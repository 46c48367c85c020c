//! JOIN clause types.

use crate::model::TableRef;
use crate::predicate::ConditionGroup;

/// Kinds of SQL joins.
#[derive(Debug, Clone, Copy, PartialEq, Eq)]
pub enum JoinKind {
    Inner,
    Left,
    Right,
    Cross,
}

impl JoinKind {
    /// The SQL keywords for this join kind.
    pub const fn as_str(self) -> &'static str {
        match self {
            JoinKind::Inner => "inner join",
            JoinKind::Left => "left join",
            JoinKind::Right => "right join",
            JoinKind::Cross => "cross join",
        }
    }
}

/// A JOIN clause: kind, target table, and the ON predicate tree.
///
/// ON conditions may reference columns of the model's `from` table or of
/// prior joins; at compile time those resolve against the model's registered
/// aliases and table names, never re-prefixed.
#[derive(Debug, Clone, PartialEq)]
pub struct JoinClause {
    pub kind: JoinKind,
    pub table: TableRef,
    pub on: ConditionGroup,
}

impl JoinClause {
    /// Create an INNER JOIN.
    pub fn inner(table: impl Into<TableRef>, on: ConditionGroup) -> Self {
        Self {
            kind: JoinKind::Inner,
            table: table.into(),
            on,
        }
    }

    /// Create a LEFT JOIN.
    pub fn left(table: impl Into<TableRef>, on: ConditionGroup) -> Self {
        Self {
            kind: JoinKind::Left,
            table: table.into(),
            on,
        }
    }

    /// Create a RIGHT JOIN.
    pub fn right(table: impl Into<TableRef>, on: ConditionGroup) -> Self {
        Self {
            kind: JoinKind::Right,
            table: table.into(),
            on,
        }
    }

    /// Create a CROSS JOIN (no ON condition).
    pub fn cross(table: impl Into<TableRef>) -> Self {
        Self {
            kind: JoinKind::Cross,
            table: table.into(),
            on: ConditionGroup::new(),
        }
    }
}
//! Dynamic SQL values.

use serde::{Deserialize, Serialize};

/// A dynamically-typed SQL value.
///
/// This enum represents all values the compiler can emit as bound
/// parameters. Compilation produces an ordered `Vec<Value>` alongside the
/// SQL text; the executor binds each entry to the placeholder at the same
/// position.
#[derive(Debug, Clone, PartialEq, Serialize, Deserialize)]
pub enum Value {
    /// NULL value
    Null,

    /// Boolean value
    Bool(bool),

    /// 8-bit signed integer
    TinyInt(i8),

    /// 16-bit signed integer
    SmallInt(i16),

    /// 32-bit signed integer
    Int(i32),

    /// 64-bit signed integer
    BigInt(i64),

    /// 32-bit floating point
    Float(f32),

    /// 64-bit floating point
    Double(f64),

    /// Arbitrary precision decimal (stored as string)
    Decimal(String),

    /// Text string
    Text(String),

    /// Binary data
    Bytes(Vec<u8>),

    /// JSON value
    Json(serde_json::Value),

    /// Array of values
    Array(Vec<Value>),
}

impl Value {
    /// Check if this value is NULL.
    pub const fn is_null(&self) -> bool {
        matches!(self, Value::Null)
    }

    /// Get the type name of this value.
    pub const fn type_name(&self) -> &'static str {
        match self {
            Value::Null => "NULL",
            Value::Bool(_) => "BOOLEAN",
            Value::TinyInt(_) => "TINYINT",
            Value::SmallInt(_) => "SMALLINT",
            Value::Int(_) => "INTEGER",
            Value::BigInt(_) => "BIGINT",
            Value::Float(_) => "REAL",
            Value::Double(_) => "DOUBLE",
            Value::Decimal(_) => "DECIMAL",
            Value::Text(_) => "TEXT",
            Value::Bytes(_) => "BLOB",
            Value::Json(_) => "JSON",
            Value::Array(_) => "ARRAY",
        }
    }

    /// Try to convert this value to an i64.
    pub fn as_i64(&self) -> Option<i64> {
        match self {
            Value::TinyInt(v) => Some(i64::from(*v)),
            Value::SmallInt(v) => Some(i64::from(*v)),
            Value::Int(v) => Some(i64::from(*v)),
            Value::BigInt(v) => Some(*v),
            Value::Bool(v) => Some(if *v { 1 } else { 0 }),
            _ => None,
        }
    }

    /// Try to get this value as a string reference.
    pub fn as_str(&self) -> Option<&str> {
        match self {
            Value::Text(s) => Some(s),
            Value::Decimal(s) => Some(s),
            _ => None,
        }
    }

    /// Convert a `u64` to `Value`, clamping to `i64::MAX` if it overflows.
    ///
    /// SQL BIGINT is signed, so values larger than `i64::MAX` cannot be
    /// represented directly. A warning is logged when clamping occurs.
    #[must_use]
    pub fn from_u64_clamped(v: u64) -> Self {
        if let Ok(signed) = i64::try_from(v) {
            Value::BigInt(signed)
        } else {
            tracing::warn!(
                value = v,
                clamped_to = i64::MAX,
                "u64 value exceeds i64::MAX; clamping to i64::MAX"
            );
            Value::BigInt(i64::MAX)
        }
    }
}

// Conversion implementations
impl From<bool> for Value {
    fn from(v: bool) -> Self {
        Value::Bool(v)
    }
}

impl From<i8> for Value {
    fn from(v: i8) -> Self {
        Value::TinyInt(v)
    }
}

impl From<i16> for Value {
    fn from(v: i16) -> Self {
        Value::SmallInt(v)
    }
}

impl From<i32> for Value {
    fn from(v: i32) -> Self {
        Value::Int(v)
    }
}

impl From<i64> for Value {
    fn from(v: i64) -> Self {
        Value::BigInt(v)
    }
}

impl From<f32> for Value {
    fn from(v: f32) -> Self {
        Value::Float(v)
    }
}

impl From<f64> for Value {
    fn from(v: f64) -> Self {
        Value::Double(v)
    }
}

impl From<String> for Value {
    fn from(v: String) -> Self {
        Value::Text(v)
    }
}

impl From<&str> for Value {
    fn from(v: &str) -> Self {
        Value::Text(v.to_string())
    }
}

impl From<Vec<u8>> for Value {
    fn from(v: Vec<u8>) -> Self {
        Value::Bytes(v)
    }
}

impl From<&[u8]> for Value {
    fn from(v: &[u8]) -> Self {
        Value::Bytes(v.to_vec())
    }
}

impl From<u8> for Value {
    fn from(v: u8) -> Self {
        Value::SmallInt(i16::from(v))
    }
}

impl From<u16> for Value {
    fn from(v: u16) -> Self {
        Value::Int(i32::from(v))
    }
}

impl From<u32> for Value {
    fn from(v: u32) -> Self {
        Value::BigInt(i64::from(v))
    }
}

impl<T: Into<Value>> From<Option<T>> for Value {
    fn from(v: Option<T>) -> Self {
        match v {
            Some(v) => v.into(),
            None => Value::Null,
        }
    }
}

impl From<serde_json::Value> for Value {
    fn from(v: serde_json::Value) -> Self {
        Value::Json(v)
    }
}

/// Convert a `Vec<String>` into a `Value::Array`.
impl From<Vec<String>> for Value {
    fn from(v: Vec<String>) -> Self {
        Value::Array(v.into_iter().map(Value::Text).collect())
    }
}

/// Convert a `Vec<i32>` into a `Value::Array`.
impl From<Vec<i32>> for Value {
    fn from(v: Vec<i32>) -> Self {
        Value::Array(v.into_iter().map(Value::Int).collect())
    }
}

/// Convert a `Vec<i64>` into a `Value::Array`.
impl From<Vec<i64>> for Value {
    fn from(v: Vec<i64>) -> Self {
        Value::Array(v.into_iter().map(Value::BigInt).collect())
    }
}
//! MySQL-specific compilation hooks.

use crate::grammar::{Compiled, Grammar, UpsertUpdate};
use crate::json;
use quarry_core::{Result, Value};
use quarry_query::{DatePart, QueryModel};

/// Operators MySQL accepts beyond the shared base set.
pub(crate) const OPERATOR_EXTRAS: &[&str] = &[
    "<=>",
    "sounds like",
    "regexp",
    "not regexp",
    "rlike",
    "not rlike",
];

/// `[not ]json_contains(col, ?[, '$."path"'])`
pub(crate) fn json_contains_sql(column: &str, path: &[String], negated: bool) -> String {
    let not = if negated { "not " } else { "" };
    if path.is_empty() {
        format!("{not}json_contains({column}, ?)")
    } else {
        format!("{not}json_contains({column}, ?, {})", json::path_literal(path))
    }
}

/// `json_length(col[, '$."path"']) <op> <value>`
pub(crate) fn json_length_sql(column: &str, path: &[String], operator: &str, value: &str) -> String {
    if path.is_empty() {
        format!("json_length({column}) {operator} {value}")
    } else {
        format!(
            "json_length({column}, {}) {operator} {value}",
            json::path_literal(path)
        )
    }
}

/// Date-part extraction via MySQL's date functions.
pub(crate) fn date_based_sql(part: DatePart, column: &str, operator: &str, value: &str) -> String {
    let function = match part {
        DatePart::Date => "date",
        DatePart::Day => "day",
        DatePart::Month => "month",
        DatePart::Year => "year",
        DatePart::Time => "time",
    };
    format!("{function}({column}) {operator} {value}")
}

/// ` on duplicate key update a = values(a), b = ?`
///
/// MySQL infers the conflict target from the table's unique keys, so the
/// caller's `unique_by` list is not part of the clause.
pub(crate) fn upsert_suffix(
    grammar: &Grammar,
    query: &QueryModel,
    update: &UpsertUpdate,
    bindings: &mut Vec<Value>,
) -> Result<String> {
    let assignments = match update {
        UpsertUpdate::Columns(columns) => columns
            .iter()
            .map(|column| {
                let wrapped = grammar.wrap(query, column);
                Ok(format!("{wrapped} = values({wrapped})"))
            })
            .collect::<Result<Vec<_>>>()?,
        UpsertUpdate::Assignments(assignments) => assignments
            .iter()
            .map(|(column, operand)| {
                Ok(format!(
                    "{} = {}",
                    grammar.wrap(query, column),
                    grammar.parameter(query, operand, bindings)?
                ))
            })
            .collect::<Result<Vec<_>>>()?,
    };
    Ok(format!(" on duplicate key update {}", assignments.join(", ")))
}

/// `truncate table t` as a single statement.
pub(crate) fn truncate(grammar: &Grammar, query: &QueryModel) -> Result<Vec<Compiled>> {
    let table = grammar.statement_table(query, "truncate")?;
    Ok(vec![Compiled {
        sql: format!("truncate table {}", grammar.wrap_table(query, table)),
        bindings: Vec::new(),
    }])
}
-------------------------
Reproduce only the lines above spanning from the line containing "Value::Array(v.into_iter().map(Value::Int).collect())" through the line containing "negated: bool) ->", word for word.

        Value::Array(v.into_iter().map(Value::Int).collect())
    }
}

/// Convert a `Vec<i64>` into a `Value::Array`.
impl From<Vec<i64>> for Value {
    fn from(v: Vec<i64>) -> Self {
        Value::Array(v.into_iter().map(Value::BigInt).collect())
    }
}
//! MySQL-specific compilation hooks.

use crate::grammar::{Compiled, Grammar, UpsertUpdate};
use crate::json;
use quarry_core::{Result, Value};
use quarry_query::{DatePart, QueryModel};

/// Operators MySQL accepts beyond the shared base set.
pub(crate) const OPERATOR_EXTRAS: &[&str] = &[
    "<=>",
    "sounds like",
    "regexp",
    "not regexp",
    "rlike",
    "not rlike",
];

/// `[not ]json_contains(col, ?[, '$."path"'])`
pub(crate) fn json_contains_sql(column: &str, path: &[String], negated: bool) -> String {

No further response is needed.